Engineering Contradictions & Design Principles
Engineering Contradiction Analysis
1Measurement precision
If traditional online form security systems are used, then basic security protection is provided, but the ability to distinguish between human and bot activities is insufficient
Solution Approach 1:
The system segments the detection process into multiple independent modules: time-series data collection, classification derivation, functional transformation, feature determination, and machine learning model inference. Each module processes specific aspects of event data separately before combining results for final bot detection, improving precision while maintaining manageable complexity
Solution Approach 2:
The patent introduces multiple dimensions of analysis beyond simple event detection: temporal dimension (time-series data), categorical dimension (event classifications), transformation dimension (functional transformations), and feature dimension (multiple derived features). This multi-dimensional approach enables accurate bot-human distinction without overwhelming system complexity
2Reliability
If more security measures are implemented to prevent bot activity, then security improves, but false positives increase
Solution Approach 1:
The system dynamically adjusts detection parameters by performing functional transformations on time-series data and deriving multiple features from event classifications. The machine learning model adapts its decision boundaries based on learned patterns from legitimate user behavior, reducing false positives while maintaining high security reliability through continuous parameter optimization
Solution Approach 2:
The machine learning model incorporates feedback loops that continuously learn from detected patterns and adjust classification thresholds. By analyzing the temporal relationships and functional transformations of events, the system refines its detection precision over time, reducing false positives while maintaining reliable bot detection
3Measurement precision
If time-series data collection and machine learning are used, then bot detection capability improves, but processing time increases
Solution Approach 1:
The system performs preliminary actions by pre-defining event classifications and functional transformation rules before actual detection occurs. Time-series data is collected and preliminarily processed into classified events and transformed features, which are then fed into the machine learning model. This pre-processing reduces real-time computational burden while maintaining high differentiation accuracy
Solution Approach 2:
The patent extracts only the essential features from the time-series event data through functional transformations and classification derivation. By taking out and focusing on the most discriminative features (such as temporal patterns, event sequences, and functional relationships) rather than processing all raw data, the system achieves accurate bot behavior differentiation with reduced processing time
Data Source
AI summary
Systems, methods, apparatuses, and computer program products for human or bot activity detection. The method may include, collecting time-series data on one or more events occurring on a webpage. The method may also include deriving classifications of the one or more events.
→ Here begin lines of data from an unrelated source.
//! Wire message protocol for gateway connections.
//!
//! Every frame is one JSON object discriminated by `type`. Inbound frames
//! are tagged enums per room kind so dispatch is an exhaustive match; a
//! `type` the enum does not know is a deserialization error, which the
//! serving loop treats as a protocol warning, never a fatal error.
//!
//! Room broadcasts travel as raw [`serde_json::Value`] payloads inside
//! [`RoomEvent`]: WebRTC signaling in particular is relayed verbatim, so
//! the gateway never imposes a schema on payloads it only forwards.

use serde::{Deserialize, Serialize};
use serde_json::Value;

use super::ids::{ChannelId, UserId};
use super::room::RoomKey;

// ============================================
// Client → Server Frames
// ============================================

/// Frames accepted on a chat channel connection.
#[derive(Debug, Clone, PartialEq, Serialize, Deserialize)]
#[serde(tag = "type", rename_all = "snake_case")]
pub enum ChatFrame {
    /// Liveness probe from the client.
    Ping,

    /// Liveness reply to a server ping. Never broadcast.
    Pong,

    /// Ephemeral typing indicator, rebroadcast to the room minus sender.
    Typing { is_typing: bool },

    /// Marks the channel read for the sender, then rebroadcast.
    ReadReceipt,

    /// Emoji reaction add/remove on a persisted message.
    Reaction { reaction: ReactionPayload },

    /// New chat message. Persisted first, broadcast only on success.
    Message {
        message: Value,
        #[serde(default, skip_serializing_if = "Option::is_none")]
        channel_id: Option<ChannelId>,
    },
}

/// Frames accepted on a meeting connection.
#[derive(Debug, Clone, PartialEq, Serialize, Deserialize)]
#[serde(tag = "type", rename_all = "snake_case")]
pub enum MeetingFrame {
    /// Liveness probe from the client.
    Ping,

    /// Liveness reply to a server ping. Never broadcast.
    Pong,

    /// WebRTC offer, relayed verbatim to the room minus sender.
    Offer { data: Value },

    /// WebRTC answer, relayed verbatim to the room minus sender.
    Answer { data: Value },

    /// ICE candidate, relayed verbatim to the room minus sender.
    #[serde(rename = "ice-candidate")]
    IceCandidate { data: Value },

    /// Presence query; the reply goes to the sender only.
    Presence,

    /// Participant joined; persisted, then membership change broadcast.
    JoinMeeting,

    /// Participant left; persisted, then membership change broadcast.
    LeaveMeeting,
}

/// Payload of a `reaction` frame.
#[derive(Debug, Clone, PartialEq, Serialize, Deserialize)]
pub struct ReactionPayload {
    pub action: ReactionAction,
    pub message_id: i64,
    pub emoji: String,
}

/// Whether a reaction is being added or removed.
///
/// Handlers must tolerate add/remove arriving reordered across senders,
/// so both operations are idempotent at the persistence collaborator.
#[derive(Debug, Clone, Copy, PartialEq, Eq, Serialize, Deserialize)]
#[serde(rename_all = "snake_case")]
pub enum ReactionAction {
    Add,
    Remove,
}

// ============================================
// Server → Client Frames
// ============================================

/// Frames the gateway itself originates toward one client.
///
/// Room broadcasts are raw JSON payloads and do not pass through this
/// type; see [`RoomEvent`].
#[derive(Debug, Clone, PartialEq, Serialize, Deserialize)]
#[serde(tag = "type", rename_all = "snake_case")]
pub enum ServerFrame {
    /// Sent once after successful registration.
    Connected {
        connection_id: String,
        room: String,
        timestamp: String,
    },

    /// Application-level liveness probe from the heartbeat supervisor.
    Ping,

    /// Reply to a client ping.
    Pong,

    /// Online user ids for the sender's tenant (reply to `presence`).
    Presence { online: Vec<UserId> },

    /// Handler failure scoped to the sender; the connection stays open.
    Error(ErrorFrame),
}

/// Error detail sent to the offending sender only.
#[derive(Debug, Clone, PartialEq, Serialize, Deserialize)]
pub struct ErrorFrame {
    pub code: String,
    pub message: String,
}

impl ServerFrame {
    /// Serializes the frame to its wire representation.
    pub fn to_json(&self) -> String {
        // A tagged unit/struct enum over owned data cannot fail to serialize.
        serde_json::to_string(self).unwrap_or_else(|_| r#"{"type":"error"}"#.to_string())
    }
}

// ============================================
// Cross-Process Events
// ============================================

/// One room event as carried on the pub/sub bus.
///
/// `origin` is the publishing gateway instance; a process skips events it
/// published itself, since the local fast-path already delivered them.
#[derive(Debug, Clone, PartialEq, Serialize, Deserialize)]
pub struct RoomEvent {
    pub origin: String,
    pub room: RoomKey,
    pub sender_id: UserId,
    pub payload: Value,
}

impl RoomEvent {
    pub fn new(origin: impl Into<String>, room: RoomKey, sender_id: UserId, payload: Value) -> Self {
        Self {
            origin: origin.into(),
            room,
            sender_id,
            payload,
        }
    }
}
The method may further include performing functional transformations of the time-series data. In addition, the method may include determining potential features of the one or more events based on a combination of the classifications of the one or more events, and results of the functional transformation. Further, the method may include training a machine learning model with the potential features. The method may also include determining, via the machine learning model, bot behavior and non-bot behavior of the one or more events.